Based on the familiar book by Italian author Carlo Collodi, Dove’s one-hour opera tells the story of the wooden puppet who becomes a boy in 20 brief scenes that range from Gepetto’s hut to the Blue Fairy’s cottage, Funland and the inside of a big fish. Described by Boulder Opera as “A magical opera for all ages,” The Adventures of Pinocchio will be accompanied by an ensemble orchestra led by music director Mario Barbosa, and stage directed by Zane Alcorn.

Zane Alcorn

In the company’s press release, Alcorn is quoted saying “Pinocchio is is a coming-of age story meant to subtly teach children how selfishness will always harm you. Whenever Pinocchio makes a selfish choice like skipping school, lying or going to Funland, he is punished rather quickly, but when he helps the community and saves this father, this leads to the ultimate reward, becoming a real boy.”

The moral of the story is, he says, “those who help others help themselves.”

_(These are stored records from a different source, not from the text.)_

use procura_core::domain::rfp::RfpId;
use procura_core::errors::ApplicationError;
use procura_server::bootstrap::{wire_collaborators, BootstrapError};

use crate::commands::{load_config, open_database, runtime, CommandResult, Failure};

/// One response-correlation pass, the same one `POST /api/rfps/{id}/check-responses` runs.
pub fn run(rfp_id: &str) -> CommandResult {
    match scan(rfp_id) {
        Ok(created) => CommandResult::success(
            "scan",
            format!("rfp `{rfp_id}`: {created} new proposal(s) recorded"),
        ),
        Err(failure) => CommandResult::from_failure("scan", failure),
    }
}

fn scan(rfp_id: &str) -> Result<usize, Failure> {
    let config = load_config()?;
    runtime()?.block_on(async {
        let pool = open_database(&config).await?;
        let outcome = match wire_collaborators(&config, &pool) {
            Ok(wired) => wired
                .lifecycle
                .check_responses(&RfpId(rfp_id.to_string()))
                .await
                .map(|report| report.count)
                .map_err(classify),
            Err(error) => Err(wiring_failure(error)),
        };
        pool.close().await;
        outcome
    })
}

fn wiring_failure(error: BootstrapError) -> Failure {
    let class = match &error {
        BootstrapError::Mail(_) => ("mail_transport", 7),
        BootstrapError::DatabaseConnect(_) | BootstrapError::Migration(_) => ("db_connectivity", 4),
        BootstrapError::Config(_) => ("config_validation", 2),
        BootstrapError::Extraction(_) => ("extraction_backend", 8),
        BootstrapError::Lifecycle(_) => ("lifecycle", 8),
    };
    (class.0, error.to_string(), class.1)
}

fn classify(error: ApplicationError) -> Failure {
    let class = match &error {
        ApplicationError::NotFound { .. } => ("not_found", 6),
        ApplicationError::UpstreamUnavailable(_) => ("mail_transport", 7),
        ApplicationError::Persistence(_) => ("db_connectivity", 4),
        ApplicationError::Domain(_) | ApplicationError::Configuration(_) => ("lifecycle", 8),
    };
    (class.0, error.to_string(), class.1)
}

#[cfg(test)]
mod tests {
    use procura_core::errors::ApplicationError;
    use procura_core::ports::TransportError;
    use procura_server::bootstrap::BootstrapError;

    use super::{classify, wiring_failure};

    #[test]
    fn unknown_rfp_and_mail_outage_get_distinct_exit_codes() {
        let (class, message, code) = classify(ApplicationError::not_found("rfp", "r-1"));
        assert_eq!((class, code), ("not_found", 6));
        assert!(message.contains("r-1"));

        let (class, _, code) = classify(ApplicationError::UpstreamUnavailable("imap".into()));
        assert_eq!((class, code), ("mail_transport", 7));
    }

    #[test]
    fn wiring_failures_keep_the_exit_codes_of_their_collaborator() {
        let mail = BootstrapError::Mail(TransportError::Unavailable("relay down".into()));
        let (class, message, code) = wiring_failure(mail);
        assert_eq!((class, code), ("mail_transport", 7));
        assert!(message.contains("relay down"));

        let lifecycle = BootstrapError::Lifecycle(ApplicationError::Configuration("bad".into()));
        let (class, _, code) = wiring_failure(lifecycle);
        assert_eq!((class, code), ("lifecycle", 8));
    }
}
pub mod connection;
pub mod migrations;
pub mod repositories;

pub use connection::{connect, connect_with_settings, ping, DbPool};
pub use repositories::{
    InMemoryProcurementStore, SqlProposalRepository, SqlRfpRepository, SqlVendorRepository,
};
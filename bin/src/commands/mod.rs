//! CLI command implementations.

pub(crate) mod run;
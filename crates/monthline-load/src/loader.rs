//! CSV table loading.

use std::fs::File;
use std::io::{BufReader, Read};
use std::path::Path;

use csv::{ReaderBuilder, StringRecord, Trim};
use monthline_types::{DailyRecord, INPUT_COLUMNS, MonthlineError, Result};
use tracing::debug;

use crate::parse::{ParseError, parse_date, parse_price, parse_volume};

/// Loads daily records from the CSV file at `path`.
///
/// # Errors
///
/// Returns [`MonthlineError::NotFound`] if the file cannot be opened,
/// [`MonthlineError::MissingColumn`] if a required column is absent, and
/// [`MonthlineError::Parse`] if a row cannot be parsed.
pub fn load_data(path: impl AsRef<Path>) -> Result<Vec<DailyRecord>> {
    let path = path.as_ref();
    let file = File::open(path).map_err(|_| MonthlineError::NotFound {
        path: path.to_path_buf(),
    })?;

    let records = read_records(BufReader::new(file))?;
    debug!(path = %path.display(), rows = records.len(), "loaded daily records");
    Ok(records)
}

/// Reads daily records from CSV text.
///
/// Columns are matched by header name. Extra columns are ignored and
/// surrounding whitespace is trimmed from every field.
///
/// # Errors
///
/// Returns [`MonthlineError::MissingColumn`] or [`MonthlineError::Parse`]
/// for malformed input.
pub fn read_records<R: Read>(reader: R) -> Result<Vec<DailyRecord>> {
    let mut reader = ReaderBuilder::new().trim(Trim::All).from_reader(reader);

    let headers = reader.headers().map_err(csv_error)?;
    let columns = ColumnIndex::from_headers(headers)?;

    let mut records = Vec::new();
    for row in reader.records() {
        let row = row.map_err(csv_error)?;
        let line = row.position().map_or(0, csv::Position::line);
        let record = columns
            .parse_row(&row)
            .map_err(|err| MonthlineError::parse(line, err.to_string()))?;
        records.push(record);
    }

    Ok(records)
}

/// Positions of the required columns within a header row.
#[derive(Debug, Clone, Copy)]
struct ColumnIndex {
    date: usize,
    ticker: usize,
    open: usize,
    high: usize,
    low: usize,
    close: usize,
    volume: usize,
}

impl ColumnIndex {
    /// Locates every required column by name.
    fn from_headers(headers: &StringRecord) -> Result<Self> {
        let find = |name: &str| {
            headers
                .iter()
                .position(|h| h == name)
                .ok_or_else(|| MonthlineError::MissingColumn(name.to_string()))
        };

        let [date, ticker, open, high, low, close, volume] = INPUT_COLUMNS;
        Ok(Self {
            date: find(date)?,
            ticker: find(ticker)?,
            open: find(open)?,
            high: find(high)?,
            low: find(low)?,
            close: find(close)?,
            volume: find(volume)?,
        })
    }

    /// Parses one data row.
    fn parse_row(&self, row: &StringRecord) -> std::result::Result<DailyRecord, ParseError> {
        let field = |index: usize| row.get(index).unwrap_or_default();

        Ok(DailyRecord {
            date: parse_date(field(self.date))?,
            ticker: field(self.ticker).to_string(),
            open: parse_price("open", field(self.open))?,
            high: parse_price("high", field(self.high))?,
            low: parse_price("low", field(self.low))?,
            close: parse_price("close", field(self.close))?,
            volume: parse_volume(field(self.volume))?,
        })
    }
}

/// Maps a csv reader error onto the parse error class.
fn csv_error(err: csv::Error) -> MonthlineError {
    let line = err.position().map_or(0, csv::Position::line);
    match err.into_kind() {
        csv::ErrorKind::Io(io) => MonthlineError::Io(io),
        kind => MonthlineError::parse(line, format!("{kind:?}")),
    }
}
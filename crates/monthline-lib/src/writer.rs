//! Per-ticker output files.

use monthline_types::{MonthlyRecord, Result};
use std::fs::{self, File};
use std::io::BufWriter;
use std::path::PathBuf;
use tracing::info;

use crate::PipelineConfig;

/// Outcome of writing one ticker's output file.
#[derive(Debug, Clone, PartialEq, Eq)]
pub struct TickerReport {
    /// Ticker identifier.
    pub ticker: String,
    /// File that was written.
    pub path: PathBuf,
    /// Number of monthly rows written.
    pub rows: usize,
}

impl std::fmt::Display for TickerReport {
    fn fmt(&self, f: &mut std::fmt::Formatter<'_>) -> std::fmt::Result {
        write!(
            f,
            "Saved {} data to {} ({} rows)",
            self.ticker,
            self.path.display(),
            self.rows
        )
    }
}

/// Writes a ticker's monthly records to `<output_dir>/result_<ticker>.<ext>`.
///
/// The output directory is created if missing and any existing file for
/// the ticker is replaced.
///
/// # Errors
///
/// Returns [`MonthlineError::Io`](monthline_types::MonthlineError::Io) if the
/// directory or file cannot be written.
pub fn save_ticker_data(
    records: &[MonthlyRecord],
    ticker: &str,
    config: &PipelineConfig,
) -> Result<TickerReport> {
    fs::create_dir_all(config.output_dir())?;

    let path = config.output_path_for(ticker);
    let writer = BufWriter::new(File::create(&path)?);
    config.format.write_monthly(records, writer)?;

    let report = TickerReport {
        ticker: ticker.to_string(),
        path,
        rows: records.len(),
    };
    info!(ticker = %report.ticker, path = %report.path.display(), rows = report.rows, "saved ticker");
    Ok(report)
}
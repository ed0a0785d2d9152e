//! Core types for the monthline OHLCV resampler.
//!
//! This crate provides the fundamental data structures used throughout monthline:
//!
//! - [`DailyRecord`] - A single trading day for one ticker
//! - [`MonthlyRecord`] - A month-end OHLCV row enriched with moving averages
//! - [`OUTPUT_COLUMNS`] - The fixed column order of every output file
//! - [`MonthlineError`] - Errors raised while loading, processing, or writing

#![doc = include_str!("../README.md")]
#![doc(issue_tracker_base_url = "https://github.com/factordynamics/monthline/issues/")]
#![cfg_attr(docsrs, feature(doc_cfg, doc_auto_cfg))]
#![warn(missing_docs)]
#![forbid(unsafe_code)]

mod error;
mod record;

pub use error::{MonthlineError, Result};
pub use record::{DailyRecord, INPUT_COLUMNS, MonthlyRecord, OUTPUT_COLUMNS};
//! Daily-to-monthly OHLCV resampling with moving-average enrichment.
//!
//! This is the facade crate of the monthline workspace. It re-exports the
//! component crates and adds the driver that ties them together:
//!
//! - [`PipelineConfig`] - Input path, output directory, and format
//! - [`partition_by_ticker`] - Splits loaded records per ticker
//! - [`process_single_ticker`] - Monthly bars plus SMA/EMA for one ticker
//! - [`save_ticker_data`] - Writes one ticker's output file
//! - [`process_all_tickers`] - Runs the whole pipeline

#![doc = include_str!("../README.md")]
#![doc(issue_tracker_base_url = "https://github.com/factordynamics/monthline/issues/")]
#![cfg_attr(docsrs, feature(doc_cfg, doc_auto_cfg))]
#![warn(missing_docs)]
#![forbid(unsafe_code)]

mod config;
mod pipeline;
mod writer;

// Re-export core types
pub use monthline_types::*;

pub use config::{DEFAULT_INPUT_PATH, DEFAULT_OUTPUT_DIR, OUTPUT_FILE_PREFIX, PipelineConfig};
pub use pipeline::{
    NoProgress, Progress, TickerPartition, partition_by_ticker, process_all_tickers,
    process_single_ticker,
};
pub use writer::{TickerReport, save_ticker_data};

// Re-export component crates
pub use monthline_aggregate::{MonthlyAggregator, MonthlyBar, aggregate_monthly, month_end};
pub use monthline_format::{
    CsvFormatter, FormatError, Formatter, JsonFormatter, JsonStyle, OutputFormat,
};
pub use monthline_indicators::{MovingAverage, ema, enrich, sma};
pub use monthline_load::{ParseError, load_data, parse_date, read_records};

/// Prelude module for convenient imports.
///
/// ```
/// use monthline_lib::prelude::*;
/// ```
pub mod prelude {
    pub use monthline_types::{DailyRecord, MonthlineError, MonthlyRecord, Result};

    pub use crate::{
        NoProgress, PipelineConfig, Progress, TickerReport, partition_by_ticker,
        process_all_tickers, process_single_ticker, save_ticker_data,
    };

    pub use monthline_format::OutputFormat;
    pub use monthline_load::load_data;
}
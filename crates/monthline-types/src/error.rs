//! Error types for monthline.

use std::path::PathBuf;
use thiserror::Error;

/// Result type alias for monthline operations.
pub type Result<T> = std::result::Result<T, MonthlineError>;

/// Errors that can occur while loading, aggregating, or writing data.
#[derive(Error, Debug)]
pub enum MonthlineError {
    /// Input source does not exist or cannot be opened.
    #[error("Input not found: {}", path.display())]
    NotFound {
        /// The path that was requested.
        path: PathBuf,
    },

    /// A required input column is absent from the header.
    #[error("Missing required column: {0}")]
    MissingColumn(String),

    /// A row could not be parsed.
    #[error("Parse error on line {line}: {message}")]
    Parse {
        /// 1-based line number in the source, header included.
        line: u64,
        /// What went wrong.
        message: String,
    },

    /// I/O error.
    #[error("I/O error: {0}")]
    Io(#[from] std::io::Error),

    /// Output format error.
    #[error("Format error: {0}")]
    Format(String),
}

impl MonthlineError {
    /// Creates a parse error for the given source line.
    pub fn parse(line: u64, message: impl Into<String>) -> Self {
        Self::Parse {
            line,
            message: message.into(),
        }
    }

    /// Returns true for errors caused by malformed input content.
    #[must_use]
    pub const fn is_parse(&self) -> bool {
        matches!(self, Self::MissingColumn(_) | Self::Parse { .. })
    }
}
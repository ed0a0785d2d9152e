//! Field parsing for daily records.

use chrono::{DateTime, NaiveDate, NaiveDateTime};
use thiserror::Error;

/// Date-only layouts, tried in order. Year-first layouts come first.
const DATE_FORMATS: &[&str] = &[
    "%Y-%m-%d",
    "%Y/%m/%d",
    "%Y.%m.%d",
    "%Y%m%d",
    "%m/%d/%Y",
    "%d-%b-%Y",
    "%d %b %Y",
    "%b %d, %Y",
];

/// Date-time layouts, tried in order. The time of day is discarded.
const DATETIME_FORMATS: &[&str] = &[
    "%Y-%m-%d %H:%M:%S",
    "%Y-%m-%dT%H:%M:%S",
    "%Y-%m-%d %H:%M:%S%.f",
    "%Y-%m-%dT%H:%M:%S%.f",
];

/// Errors from parsing a single field of a daily record.
#[derive(Debug, Clone, PartialEq, Eq, Error)]
pub enum ParseError {
    /// No supported date layout matched.
    #[error("invalid date '{0}'")]
    InvalidDate(String),

    /// A price column did not hold a number.
    #[error("invalid {column} '{value}'")]
    InvalidPrice {
        /// Column name.
        column: &'static str,
        /// Offending field text.
        value: String,
    },

    /// The volume was not a non-negative whole number.
    #[error("invalid volume '{0}'")]
    InvalidVolume(String),
}

/// Parses a calendar date.
///
/// Accepts `YYYY-MM-DD`, `YYYY/MM/DD`, `YYYY.MM.DD`, `YYYYMMDD`,
/// `MM/DD/YYYY`, `DD-Mon-YYYY`, `DD Mon YYYY`, `Mon DD, YYYY`, ISO
/// date-times with a space or `T` separator, and RFC 3339 timestamps.
///
/// # Errors
///
/// Returns [`ParseError::InvalidDate`] if no layout matches.
pub fn parse_date(value: &str) -> Result<NaiveDate, ParseError> {
    let value = value.trim();

    if let Some(date) = DATE_FORMATS
        .iter()
        .find_map(|fmt| NaiveDate::parse_from_str(value, fmt).ok())
    {
        return Ok(date);
    }

    if let Some(datetime) = DATETIME_FORMATS
        .iter()
        .find_map(|fmt| NaiveDateTime::parse_from_str(value, fmt).ok())
    {
        return Ok(datetime.date());
    }

    DateTime::parse_from_rfc3339(value)
        .map(|dt| dt.date_naive())
        .map_err(|_| ParseError::InvalidDate(value.to_string()))
}

/// Parses a price field.
pub(crate) fn parse_price(column: &'static str, value: &str) -> Result<f64, ParseError> {
    value
        .trim()
        .parse::<f64>()
        .map_err(|_| ParseError::InvalidPrice {
            column,
            value: value.to_string(),
        })
}

/// Parses a volume field.
///
/// Integral floats such as `1500.0` are accepted since spreadsheet exports
/// often write volumes that way.
pub(crate) fn parse_volume(value: &str) -> Result<u64, ParseError> {
    let value = value.trim();
    if let Ok(volume) = value.parse::<u64>() {
        return Ok(volume);
    }

    match value.parse::<f64>() {
        Ok(v) if v.is_finite() && v >= 0.0 && v.fract() == 0.0 && v <= u64::MAX as f64 => {
            Ok(v as u64)
        }
        _ => Err(ParseError::InvalidVolume(value.to_string())),
    }
}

Dove is highly regarded composer of operas, choral works and instrumental music. His opera Flight, based on the real-life experiences of a refugee trapped in the Charles DeGaulle Airport in Paris for 18 years, has been widely performed around the world, including a premiere at the Glyndebourne Festival, at the Opera theatre of St. Louis, Des Moines Metro Opera, Seattle Opera and the Museum of Flight in Washington, D.C.

The Adventures of Pinocchio was commissioned by Opera North and Sadler’s Wells and first performed in Leeds, U.K., Dec. 21, 2007. It has subsequently been performed by Minnesota Opera as well as companies in Germany, South Korea and Russia.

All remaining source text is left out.